Stored items
---

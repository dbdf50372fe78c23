// vsenv-rs: Visual Studio toolchain environment resolver
//
// SPDX-FileCopyrightText: 2026 Romeo Ahmed
// SPDX-License-Identifier: GPL-3.0-or-later

//! Error handling module.
//!
//! ```text
//!            VsenvError (~24 bytes)
//!                   |
//!     +--------+----+----+--------+------+
//!     |        |         |        |      |
//!     v        v         v        v      v
//!  Resolve   Sink     Config   Process  Io/Other
//!    Box      Box       Box      Box    Box<str>
//!
//! Sub-errors (unboxed internally):
//!   Resolve  UnsupportedArchitecture, LocatorFailed, NotFound,
//!            ScriptNotFound, ScriptFailed, NoToolsetFound,
//!            DependencyMissing, ScriptIo
//!   Sink     Io, MissingEnvFile, InvalidName
//!   Config   ParseError, MissingKey, InvalidValue
//!   Process  SpawnFailed, NonZeroExit, Timeout, OutputError
//! ```
//!
//! Every resolution failure is terminal: nothing retries, and the pipeline
//! stops before touching the job environment.

use std::path::PathBuf;
use thiserror::Error;

/// Convenience alias for `anyhow::Result`.
pub type Result<T> = anyhow::Result<T>;

/// Result type using [`VsenvError`].
pub type VsenvResult<T> = std::result::Result<T, VsenvError>;

/// Result type for the resolution stages.
pub type ResolveResult<T> = std::result::Result<T, ResolveError>;

/// Result type for job environment writes.
pub type SinkResult<T> = std::result::Result<T, SinkError>;

/// Top-level application error type.
///
/// All sub-errors are boxed to keep this enum at ~24 bytes on the stack.
#[derive(Debug, Error)]
pub enum VsenvError {
    /// A toolchain resolution stage failed.
    #[error("resolve error: {0}")]
    Resolve(#[from] Box<ResolveError>),

    /// Writing to the job environment failed.
    #[error("sink error: {0}")]
    Sink(#[from] Box<SinkError>),

    /// Configuration error.
    #[error("config error: {0}")]
    Config(#[from] Box<ConfigError>),

    /// Process execution error.
    #[error("process error: {0}")]
    Process(#[from] Box<ProcessError>),

    /// I/O error.
    #[error("io error: {0}")]
    Io(Box<std::io::Error>),

    /// Generic error with message.
    #[error("{0}")]
    Other(Box<str>),
}

impl VsenvError {
    /// Returns the resolution error, if this is one.
    #[must_use]
    pub fn as_resolve(&self) -> Option<&ResolveError> {
        match self {
            Self::Resolve(err) => Some(err),
            _ => None,
        }
    }
}

/// Macro to generate `From` implementations that box the source error.
macro_rules! impl_from_boxed {
    ($($error:ty => $variant:ident),+ $(,)?) => {
        $(
            impl From<$error> for VsenvError {
                fn from(err: $error) -> Self {
                    VsenvError::$variant(Box::new(err))
                }
            }
        )+
    };
}

impl_from_boxed! {
    ResolveError => Resolve,
    SinkError => Sink,
    ConfigError => Config,
    ProcessError => Process,
    std::io::Error => Io,
}

// --- Resolution Errors ---

/// Failures of the toolchain resolution pipeline.
#[derive(Debug, Error)]
pub enum ResolveError {
    /// The architecture token is not in the canonical table.
    #[error("unsupported architecture: '{token}'")]
    UnsupportedArchitecture { token: String },

    /// The discovery tool could not run, timed out or exited non-zero.
    #[error("locator '{tool}' failed{}: {stderr}", exit_suffix(.code))]
    LocatorFailed {
        tool: String,
        code: Option<i32>,
        stderr: String,
    },

    /// The discovery tool ran fine but reported no matching installation.
    #[error("no Visual Studio installation matches {constraint}")]
    NotFound { constraint: String },

    /// The vendor setup script is missing at its expected location.
    #[error("setup script not found: {}", .path.display())]
    ScriptNotFound { path: PathBuf },

    /// The vendor setup script exited non-zero or timed out.
    #[error("setup script '{}' failed{}: {output}", .script.display(), exit_suffix(.code))]
    ScriptFailed {
        script: PathBuf,
        code: Option<i32>,
        output: String,
    },

    /// No toolset version directories below the compiler tools root.
    #[error("no MSVC toolset found in {}", .path.display())]
    NoToolsetFound { path: PathBuf },

    /// A required sibling tool or directory is absent.
    #[error("missing dependency {what}: {}", .path.display())]
    DependencyMissing { what: String, path: PathBuf },

    /// The disposable setup script could not be written.
    #[error("failed to materialize setup script in {}: {source}", .dir.display())]
    ScriptIo {
        dir: PathBuf,
        #[source]
        source: std::io::Error,
    },
}

fn exit_suffix(code: &Option<i32>) -> String {
    code.map_or_else(String::new, |code| format!(" with exit code {code}"))
}

// --- Sink Errors ---

/// Errors writing to a job environment sink.
#[derive(Debug, Error)]
pub enum SinkError {
    /// Writing to an environment file failed.
    #[error("failed to write '{path}': {source}")]
    Io {
        path: String,
        #[source]
        source: std::io::Error,
    },

    /// The CI runner did not provide the expected environment file.
    #[error("environment file variable '{0}' is not set")]
    MissingEnvFile(String),

    /// The variable name cannot be exported.
    #[error("invalid environment variable name: '{0}'")]
    InvalidName(String),
}

// --- Config Errors ---

/// Configuration-related errors.
#[derive(Debug, Error)]
pub enum ConfigError {
    /// Failed to parse configuration file.
    #[error("failed to parse config file '{path}': {message}")]
    ParseError { path: String, message: String },

    /// Missing required configuration key.
    #[error("missing required config key '{key}' in section '[{section}]'")]
    MissingKey { section: String, key: String },

    /// Invalid configuration value.
    #[error("invalid value for '{key}' in section '[{section}]': {message}")]
    InvalidValue {
        section: String,
        key: String,
        message: String,
    },
}

// --- Process Errors ---

/// Process execution errors.
#[derive(Debug, Error)]
pub enum ProcessError {
    /// Failed to spawn process.
    #[error("failed to spawn process '{command}': {source}")]
    SpawnFailed {
        command: String,
        #[source]
        source: std::io::Error,
    },

    /// Process exited with non-zero status.
    #[error("process '{command}' exited with code {code}")]
    NonZeroExit { command: String, code: i32 },

    /// Process timed out.
    #[error("process '{command}' timed out after {timeout_secs} seconds")]
    Timeout { command: String, timeout_secs: u64 },

    /// Failed to read process output.
    #[error("failed to read output from process '{command}': {message}")]
    OutputError { command: String, message: String },
}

---

### PROBLEM STATEMENT
Search the data above for the string "SinkError". Report every line where it is found.

### WRITTEN RESPONSE
pub type SinkResult<T> = std::result::Result<T, SinkError>;
    Sink(#[from] Box<SinkError>),
    SinkError => Sink,
pub enum SinkError {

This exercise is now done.